## EXERCISE GOAL
This task calls for copying every line in the data below that contains the word "Number".

## Saved data entries
• • • •
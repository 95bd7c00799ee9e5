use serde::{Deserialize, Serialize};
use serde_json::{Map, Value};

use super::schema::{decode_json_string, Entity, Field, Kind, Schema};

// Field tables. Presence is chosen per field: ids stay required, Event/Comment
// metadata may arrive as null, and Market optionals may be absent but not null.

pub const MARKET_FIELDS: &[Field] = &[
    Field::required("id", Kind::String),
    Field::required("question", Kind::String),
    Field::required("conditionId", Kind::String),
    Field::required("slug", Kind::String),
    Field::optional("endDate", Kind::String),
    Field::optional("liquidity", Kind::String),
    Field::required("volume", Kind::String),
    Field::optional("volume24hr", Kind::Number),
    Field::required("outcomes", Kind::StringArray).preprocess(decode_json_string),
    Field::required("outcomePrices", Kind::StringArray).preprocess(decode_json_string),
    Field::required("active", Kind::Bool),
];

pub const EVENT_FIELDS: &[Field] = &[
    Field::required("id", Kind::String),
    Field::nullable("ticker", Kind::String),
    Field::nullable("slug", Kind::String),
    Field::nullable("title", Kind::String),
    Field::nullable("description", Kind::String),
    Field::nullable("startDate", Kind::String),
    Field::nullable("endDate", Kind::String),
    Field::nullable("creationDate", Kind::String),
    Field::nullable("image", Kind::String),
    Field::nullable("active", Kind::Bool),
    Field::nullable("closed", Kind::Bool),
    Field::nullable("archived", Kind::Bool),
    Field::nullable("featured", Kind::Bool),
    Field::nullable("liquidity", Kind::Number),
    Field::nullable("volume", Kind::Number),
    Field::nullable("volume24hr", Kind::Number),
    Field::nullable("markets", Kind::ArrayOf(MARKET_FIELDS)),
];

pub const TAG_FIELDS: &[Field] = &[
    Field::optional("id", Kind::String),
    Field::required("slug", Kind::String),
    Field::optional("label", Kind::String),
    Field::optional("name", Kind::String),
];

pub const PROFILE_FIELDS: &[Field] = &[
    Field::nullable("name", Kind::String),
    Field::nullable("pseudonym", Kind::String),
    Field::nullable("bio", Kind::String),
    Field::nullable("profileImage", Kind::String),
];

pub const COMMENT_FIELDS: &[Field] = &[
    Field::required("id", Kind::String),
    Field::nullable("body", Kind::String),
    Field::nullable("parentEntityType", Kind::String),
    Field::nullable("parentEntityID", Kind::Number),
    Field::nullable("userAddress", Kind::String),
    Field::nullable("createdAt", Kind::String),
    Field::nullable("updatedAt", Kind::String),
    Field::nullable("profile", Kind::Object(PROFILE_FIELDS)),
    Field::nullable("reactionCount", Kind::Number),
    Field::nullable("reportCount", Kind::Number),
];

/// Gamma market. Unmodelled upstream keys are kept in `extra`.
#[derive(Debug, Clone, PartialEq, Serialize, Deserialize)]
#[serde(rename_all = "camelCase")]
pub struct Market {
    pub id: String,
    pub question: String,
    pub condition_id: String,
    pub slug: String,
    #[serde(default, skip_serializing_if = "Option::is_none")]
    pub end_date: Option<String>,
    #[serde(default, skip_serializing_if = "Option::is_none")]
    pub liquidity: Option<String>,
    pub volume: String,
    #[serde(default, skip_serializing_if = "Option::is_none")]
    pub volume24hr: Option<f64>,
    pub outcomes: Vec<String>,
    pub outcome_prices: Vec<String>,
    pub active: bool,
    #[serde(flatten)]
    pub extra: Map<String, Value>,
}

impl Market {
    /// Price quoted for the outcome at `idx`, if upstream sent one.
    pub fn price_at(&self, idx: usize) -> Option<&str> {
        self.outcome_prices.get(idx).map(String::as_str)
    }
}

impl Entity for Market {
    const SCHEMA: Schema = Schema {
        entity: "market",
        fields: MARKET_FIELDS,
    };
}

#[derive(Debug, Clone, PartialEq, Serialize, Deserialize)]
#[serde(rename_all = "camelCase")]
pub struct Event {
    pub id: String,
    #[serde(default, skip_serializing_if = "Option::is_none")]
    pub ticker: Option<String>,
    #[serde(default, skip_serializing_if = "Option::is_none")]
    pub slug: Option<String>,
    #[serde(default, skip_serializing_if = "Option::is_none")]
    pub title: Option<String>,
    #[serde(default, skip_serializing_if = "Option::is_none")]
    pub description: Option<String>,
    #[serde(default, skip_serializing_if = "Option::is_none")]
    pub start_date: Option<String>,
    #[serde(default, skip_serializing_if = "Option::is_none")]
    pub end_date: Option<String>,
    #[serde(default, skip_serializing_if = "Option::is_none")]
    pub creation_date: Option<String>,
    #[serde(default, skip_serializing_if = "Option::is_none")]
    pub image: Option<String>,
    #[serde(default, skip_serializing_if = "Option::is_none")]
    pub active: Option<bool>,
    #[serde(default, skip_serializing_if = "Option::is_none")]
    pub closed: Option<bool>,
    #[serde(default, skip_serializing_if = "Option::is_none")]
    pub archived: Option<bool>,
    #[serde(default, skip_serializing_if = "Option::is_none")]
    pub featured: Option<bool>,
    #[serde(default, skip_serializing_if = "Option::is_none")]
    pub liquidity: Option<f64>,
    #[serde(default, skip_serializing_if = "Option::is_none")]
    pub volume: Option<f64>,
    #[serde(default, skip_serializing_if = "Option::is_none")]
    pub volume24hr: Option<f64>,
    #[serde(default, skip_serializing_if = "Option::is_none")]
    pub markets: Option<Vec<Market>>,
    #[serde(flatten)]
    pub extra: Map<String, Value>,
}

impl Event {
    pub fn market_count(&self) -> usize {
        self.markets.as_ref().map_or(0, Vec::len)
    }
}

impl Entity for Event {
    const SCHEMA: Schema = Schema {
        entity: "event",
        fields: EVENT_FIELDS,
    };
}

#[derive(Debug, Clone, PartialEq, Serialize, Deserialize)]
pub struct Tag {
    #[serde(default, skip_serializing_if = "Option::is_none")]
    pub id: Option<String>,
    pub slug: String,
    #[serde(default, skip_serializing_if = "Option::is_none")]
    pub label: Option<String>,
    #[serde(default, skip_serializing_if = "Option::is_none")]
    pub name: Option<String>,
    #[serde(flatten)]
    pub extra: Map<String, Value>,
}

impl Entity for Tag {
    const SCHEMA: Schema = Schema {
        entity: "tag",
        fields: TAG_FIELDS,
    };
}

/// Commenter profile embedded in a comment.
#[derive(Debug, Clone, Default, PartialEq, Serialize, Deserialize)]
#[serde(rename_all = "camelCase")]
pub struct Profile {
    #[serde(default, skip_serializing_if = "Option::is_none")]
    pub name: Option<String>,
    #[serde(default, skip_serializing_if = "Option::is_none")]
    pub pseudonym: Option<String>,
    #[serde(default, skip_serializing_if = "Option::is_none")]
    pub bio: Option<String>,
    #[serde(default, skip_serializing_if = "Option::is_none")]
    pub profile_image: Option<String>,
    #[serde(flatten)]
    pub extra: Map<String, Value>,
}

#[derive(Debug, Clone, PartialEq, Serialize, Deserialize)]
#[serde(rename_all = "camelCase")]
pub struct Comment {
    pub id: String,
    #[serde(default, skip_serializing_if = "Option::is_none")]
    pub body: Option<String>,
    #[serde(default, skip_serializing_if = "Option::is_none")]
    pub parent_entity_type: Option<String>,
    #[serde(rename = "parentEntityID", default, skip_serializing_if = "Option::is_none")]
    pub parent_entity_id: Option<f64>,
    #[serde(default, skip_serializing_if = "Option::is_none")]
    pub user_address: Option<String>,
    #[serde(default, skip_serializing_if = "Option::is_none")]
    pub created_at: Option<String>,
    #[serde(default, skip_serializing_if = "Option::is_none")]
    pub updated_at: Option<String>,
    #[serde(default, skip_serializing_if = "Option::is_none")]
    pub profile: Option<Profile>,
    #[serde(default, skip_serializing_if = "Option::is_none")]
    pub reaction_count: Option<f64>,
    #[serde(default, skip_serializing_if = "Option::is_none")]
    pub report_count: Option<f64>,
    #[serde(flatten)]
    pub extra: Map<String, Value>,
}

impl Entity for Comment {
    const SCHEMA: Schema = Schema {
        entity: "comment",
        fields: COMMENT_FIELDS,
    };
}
• • • •
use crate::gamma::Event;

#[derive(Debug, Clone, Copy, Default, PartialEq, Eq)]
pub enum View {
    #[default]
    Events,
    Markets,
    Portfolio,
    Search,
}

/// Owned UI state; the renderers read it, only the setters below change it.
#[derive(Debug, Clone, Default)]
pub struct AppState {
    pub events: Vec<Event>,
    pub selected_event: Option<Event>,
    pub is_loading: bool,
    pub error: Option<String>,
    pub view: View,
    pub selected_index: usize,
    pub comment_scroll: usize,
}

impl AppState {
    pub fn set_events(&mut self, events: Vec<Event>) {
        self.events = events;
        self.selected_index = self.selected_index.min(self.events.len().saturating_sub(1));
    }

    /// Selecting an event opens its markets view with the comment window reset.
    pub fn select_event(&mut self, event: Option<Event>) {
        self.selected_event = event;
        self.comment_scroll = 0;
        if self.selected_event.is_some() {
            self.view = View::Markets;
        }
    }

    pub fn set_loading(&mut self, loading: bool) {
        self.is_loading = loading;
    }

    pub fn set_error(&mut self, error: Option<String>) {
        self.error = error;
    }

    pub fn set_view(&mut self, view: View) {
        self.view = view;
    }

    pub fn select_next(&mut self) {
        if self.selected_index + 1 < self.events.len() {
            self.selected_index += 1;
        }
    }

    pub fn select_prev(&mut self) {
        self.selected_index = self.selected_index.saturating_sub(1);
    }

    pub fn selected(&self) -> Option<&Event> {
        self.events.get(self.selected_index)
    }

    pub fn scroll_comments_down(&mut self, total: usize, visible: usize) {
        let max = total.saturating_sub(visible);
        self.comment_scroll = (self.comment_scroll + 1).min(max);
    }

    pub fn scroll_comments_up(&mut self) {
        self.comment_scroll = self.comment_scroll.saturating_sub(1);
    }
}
• • • •
## TASK SOLUTION
    Field::optional("volume24hr", Kind::Number),
    Field::nullable("liquidity", Kind::Number),
    Field::nullable("volume", Kind::Number),
    Field::nullable("volume24hr", Kind::Number),
    Field::nullable("parentEntityID", Kind::Number),
    Field::nullable("reactionCount", Kind::Number),
    Field::nullable("reportCount", Kind::Number),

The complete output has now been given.